10.15.2009

"Hey Diddle Diddle, the Cat and the Fiddle...."

"Hey diddle diddle. The cat and the fiddle. The cow jumped over the moon. The little dog laughed to see such a fright and the dish ran away with the spoon." Yep. That's kind of how my past week (okay realistically it's been two) has been. But being a glass half full girl, and one who likes to talk it out publicly, here goes. So this is my cat, the one with the fiddle. Have you met her yet on my blog? Probably not. I tend to talk about the cute sweet ones. This is Saily, my 15 year old lady.....and yes, that is a normal expression for her mean self.

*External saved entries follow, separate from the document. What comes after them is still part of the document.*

use crate::models::{LabelElements, Preference, PreferenceRanks};

/// Category scores (0-10) of a material, higher is better
#[derive(Debug, Clone, Copy)]
pub struct MaterialProfile {
    pub environment: f64,
    pub animal: f64,
    pub health: f64,
}

const fn profile(environment: f64, animal: f64, health: f64) -> MaterialProfile {
    MaterialProfile { environment, animal, health }
}

const NEUTRAL_SCORE: f64 = 5.0;

const MATERIAL_PROFILES: &[(&str, MaterialProfile)] = &[
    ("organic cotton", profile(8.0, 10.0, 9.0)),
    ("cotton", profile(4.0, 10.0, 8.0)),
    ("linen", profile(9.0, 10.0, 9.0)),
    ("hemp", profile(9.0, 10.0, 9.0)),
    ("lyocell", profile(8.0, 10.0, 8.0)),
    ("modal", profile(6.0, 10.0, 7.0)),
    ("viscose", profile(4.0, 10.0, 6.0)),
    ("recycled polyester", profile(6.0, 10.0, 5.0)),
    ("polyester", profile(2.0, 10.0, 4.0)),
    ("nylon", profile(2.0, 10.0, 4.0)),
    ("acrylic", profile(1.0, 10.0, 3.0)),
    ("elastane", profile(2.0, 10.0, 4.0)),
    ("polyurethane", profile(1.0, 10.0, 3.0)),
    ("wool", profile(5.0, 4.0, 8.0)),
    ("cashmere", profile(3.0, 3.0, 8.0)),
    ("silk", profile(5.0, 2.0, 8.0)),
    ("leather", profile(2.0, 0.0, 6.0)),
];

/// Societal score (0-10) of the manufacturing country
const COUNTRY_SOCIETAL: &[(&str, f64)] = &[
    ("france", 9.0),
    ("germany", 9.0),
    ("italy", 8.5),
    ("japan", 8.5),
    ("united kingdom", 8.5),
    ("united states", 8.0),
    ("portugal", 8.0),
    ("spain", 8.0),
    ("korea", 7.5),
    ("lithuania", 7.5),
    ("poland", 7.5),
    ("romania", 6.5),
    ("bulgaria", 6.5),
    ("tunisia", 5.5),
    ("morocco", 5.0),
    ("mexico", 5.0),
    ("turkey", 5.0),
    ("peru", 5.0),
    ("thailand", 4.5),
    ("sri lanka", 4.5),
    ("china", 3.5),
    ("vietnam", 3.5),
    ("indonesia", 3.5),
    ("india", 3.0),
    ("ethiopia", 3.0),
    ("cambodia", 2.5),
    ("pakistan", 2.5),
    ("bangladesh", 2.0),
    ("myanmar", 1.5),
];

/// Combines label elements into a 0-10 score weighted by user preferences
///
/// A category ranked `r` weighs `(5 - r) / 10`, so rank 1 counts four
/// times as much as rank 4.
#[derive(Debug, Clone, Default)]
pub struct Scorer;

impl Scorer {
    pub fn new() -> Self {
        Self
    }

    pub fn category_weight(rank: usize) -> f64 {
        5usize.saturating_sub(rank) as f64 / 10.0
    }

    pub fn material_profile(name: &str) -> MaterialProfile {
        MATERIAL_PROFILES
            .iter()
            .find(|(material, _)| *material == name)
            .map(|(_, profile)| *profile)
            .unwrap_or(profile(NEUTRAL_SCORE, NEUTRAL_SCORE, NEUTRAL_SCORE))
    }

    pub fn country_score(country: &str) -> f64 {
        COUNTRY_SOCIETAL
            .iter()
            .find(|(name, _)| *name == country)
            .map(|(_, score)| *score)
            .unwrap_or(NEUTRAL_SCORE)
    }

    /// Score of each category before preference weighting
    pub fn category_scores(&self, elements: &LabelElements) -> [(Preference, f64); 4] {
        let total: f64 = elements.materials.iter().map(|m| m.percentage).sum();

        let (mut environment, mut animal, mut health) = (0.0, 0.0, 0.0);
        if total > 0.0 {
            for material in &elements.materials {
                let share = material.percentage / total;
                let profile = Self::material_profile(&material.name);
                environment += profile.environment * share;
                animal += profile.animal * share;
                health += profile.health * share;
            }
        } else {
            (environment, animal, health) = (NEUTRAL_SCORE, NEUTRAL_SCORE, NEUTRAL_SCORE);
        }

        [
            (Preference::Environment, environment),
            (Preference::Societal, Self::country_score(&elements.country)),
            (Preference::Animal, animal),
            (Preference::Health, health),
        ]
    }

    pub fn score(&self, elements: &LabelElements, ranks: &PreferenceRanks) -> f64 {
        let (weighted, total_weight) = self
            .category_scores(elements)
            .iter()
            .fold((0.0, 0.0), |(weighted, total), (preference, score)| {
                let weight = Self::category_weight(ranks.rank(*preference));
                (weighted + weight * score, total + weight)
            });

        if total_weight <= 0.0 {
            return NEUTRAL_SCORE;
        }

        let score = (weighted / total_weight).clamp(0.0, 10.0);
        (score * 10.0).round() / 10.0
    }
}
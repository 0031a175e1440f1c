use base64::{engine::general_purpose::STANDARD, Engine as _};
use serde::{Deserialize, Serialize};
use validator::{Validate, ValidationError};
use crate::models::domain::Preference;

/// Request to score one or more clothing labels
///
/// Inline `images` travel as base64 strings and are decoded on
/// deserialization. URL images are fetched by the endpoint.
#[derive(Debug, Clone, Serialize, Deserialize, Validate)]
#[validate(schema(function = "validate_image_sources"))]
pub struct LabelMessage {
    #[serde(default, with = "base64_images", skip_serializing_if = "Option::is_none")]
    pub images: Option<Vec<Vec<u8>>>,
    #[serde(default, skip_serializing_if = "Option::is_none")]
    pub images_urls: Option<Vec<String>>,
    #[serde(default, skip_serializing_if = "Option::is_none")]
    pub images_labels: Option<Vec<String>>,
    pub preferences: Vec<Preference>,
    pub user_id: String,
}

fn has_any<T>(list: &Option<Vec<T>>) -> bool {
    list.as_ref().is_some_and(|l| !l.is_empty())
}

fn validate_image_sources(message: &LabelMessage) -> Result<(), ValidationError> {
    if has_any(&message.images) || has_any(&message.images_urls) || has_any(&message.images_labels) {
        Ok(())
    } else {
        let mut error = ValidationError::new("no_image_source");
        error.message = Some("one of images, images_urls or images_labels is required".into());
        Err(error)
    }
}

mod base64_images {
    use super::STANDARD;
    use base64::Engine as _;
    use serde::{de::Error, Deserialize, Deserializer, Serializer};

    pub fn serialize<S: Serializer>(
        images: &Option<Vec<Vec<u8>>>,
        serializer: S,
    ) -> Result<S::Ok, S::Error> {
        match images {
            Some(images) => serializer.collect_seq(images.iter().map(|image| STANDARD.encode(image))),
            None => serializer.serialize_none(),
        }
    }

    pub fn deserialize<'de, D: Deserializer<'de>>(
        deserializer: D,
    ) -> Result<Option<Vec<Vec<u8>>>, D::Error> {
        let encoded: Option<Vec<String>> = Option::deserialize(deserializer)?;
        encoded
            .map(|images| {
                images
                    .iter()
                    .map(|image| STANDARD.decode(image.trim()).map_err(D::Error::custom))
                    .collect()
            })
            .transpose()
    }
}

/// Image handed to the client, either already encoded or raw bytes
#[derive(Debug, Clone, PartialEq)]
pub enum ImageInput {
    Encoded(String),
    Raw(Vec<u8>),
}

impl From<Vec<u8>> for ImageInput {
    fn from(bytes: Vec<u8>) -> Self {
        ImageInput::Raw(bytes)
    }
}

impl From<String> for ImageInput {
    fn from(encoded: String) -> Self {
        ImageInput::Encoded(encoded)
    }
}

/// Normalize client images to base64 strings
///
/// Strings pass through unchanged, raw bytes are encoded. An absent or
/// empty list yields `None` so the field is left out of the payload.
pub fn images_to_base64(images: Option<Vec<ImageInput>>) -> Option<Vec<String>> {
    let images = images.filter(|images| !images.is_empty())?;

    Some(
        images
            .into_iter()
            .map(|image| match image {
                ImageInput::Encoded(encoded) => encoded,
                ImageInput::Raw(bytes) => STANDARD.encode(bytes),
            })
            .collect(),
    )
}

/// Client-side form of [`LabelMessage`] with images already encoded
#[derive(Debug, Clone, Serialize, Deserialize)]
pub struct SentMessage {
    #[serde(default, skip_serializing_if = "Option::is_none")]
    pub images: Option<Vec<String>>,
    #[serde(default, skip_serializing_if = "Option::is_none")]
    pub images_urls: Option<Vec<String>>,
    #[serde(default, skip_serializing_if = "Option::is_none")]
    pub images_labels: Option<Vec<String>>,
    pub preferences: Vec<Preference>,
    pub user_id: String,
}

impl SentMessage {
    pub fn new(
        images: Option<Vec<ImageInput>>,
        images_urls: Option<Vec<String>>,
        images_labels: Option<Vec<String>>,
        user_id: impl Into<String>,
        preferences: Vec<Preference>,
    ) -> Self {
        Self {
            images: images_to_base64(images),
            images_urls,
            images_labels,
            preferences,
            user_id: user_id.into(),
        }
    }
}

#[cfg(test)]
mod tests {
    use super::*;

    fn message_json(extra: &str) -> String {
        format!(
            r#"{{{}"preferences":["environment","societal","animal","health"],"user_id":"u1"}}"#,
            extra
        )
    }

    #[test]
    fn test_images_to_base64_passes_strings_through() {
        let encoded = images_to_base64(Some(vec![
            ImageInput::Encoded("aGVsbG8=".to_string()),
            ImageInput::Raw(b"hello".to_vec()),
        ]))
        .unwrap();

        assert_eq!(encoded, vec!["aGVsbG8=", "aGVsbG8="]);
    }

    #[test]
    fn test_images_to_base64_empty_is_none() {
        assert_eq!(images_to_base64(None), None);
        assert_eq!(images_to_base64(Some(vec![])), None);
    }

    #[test]
    fn test_sent_message_decodes_to_original_bytes() {
        let raw = vec![0u8, 159, 146, 150, 255, 10];
        let sent = SentMessage::new(
            Some(vec![ImageInput::Raw(raw.clone())]),
            None,
            None,
            "u1",
            Preference::ALL.to_vec(),
        );

        let json = serde_json::to_string(&sent).unwrap();
        let received: LabelMessage = serde_json::from_str(&json).unwrap();

        assert_eq!(received.images, Some(vec![raw]));
    }

    #[test]
    fn test_absent_images_field_is_omitted() {
        let sent = SentMessage::new(None, Some(vec!["http://x/a.png".into()]), None, "u1", vec![]);
        let json = serde_json::to_value(&sent).unwrap();

        assert!(json.get("images").is_none());
        assert!(json.get("images_labels").is_none());
    }

    #[test]
    fn test_invalid_base64_is_rejected() {
        let json = message_json(r#""images":["not base64!!"],"#);
        assert!(serde_json::from_str::<LabelMessage>(&json).is_err());
    }

    #[test]
    fn test_validation_requires_an_image_source() {
        let message: LabelMessage = serde_json::from_str(&message_json("")).unwrap();
        assert!(message.validate().is_err());

        let message: LabelMessage =
            serde_json::from_str(&message_json(r#""images_urls":["http://x/a.png"],"#)).unwrap();
        assert!(message.validate().is_ok());
    }
}
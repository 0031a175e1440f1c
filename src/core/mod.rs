// Core pipeline exports
pub mod interpreter;
pub mod pipeline;
pub mod scorer;

pub use interpreter::Interpreter;
pub use pipeline::ScorePipeline;
pub use scorer::{Scorer, MaterialProfile};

This whole mess and spiral to my current funk started 2 weeks ago today when my husband ran her over. Yep. Ran her slap over in the driveway with our black extended cab silverado truck. Oh and I should also mention it was the night before my big Norcross Art Festival. Well, she lived. Yep. It's been quite a two weeks. (It's okay to laugh, because I certainly have!) It's funny how life runs its' course. And today it hit me like a brick that maybe I am not in the best emotional place right now. A HUGE sign was my crying while watching the Hannah Montana movie when she started singing the "It's the climb......." song. Crap. I've gotta pull myself together. So what does an artist do when in a funk......she runs to the drawing board. I grabbed a fresh canvas, got the paints out and then went, well now what? So I pulled out an old, old, old sketchbook. And man, sometimes God works in mysterious ways. Because it was just what I needed. This is my old doodle book. The book I drew cute, sweet, funny little drawings in. They never made it into paintings, or really outside of my home.
The book is full of fairies, farm animals and my son William's sweet drawings. I just smiled throughout the whole thing. I flipped the pages slowly, finding every page filled. Little black line drawings jumping off the page at me tonight reminding me of what I am so VERY thankful I have.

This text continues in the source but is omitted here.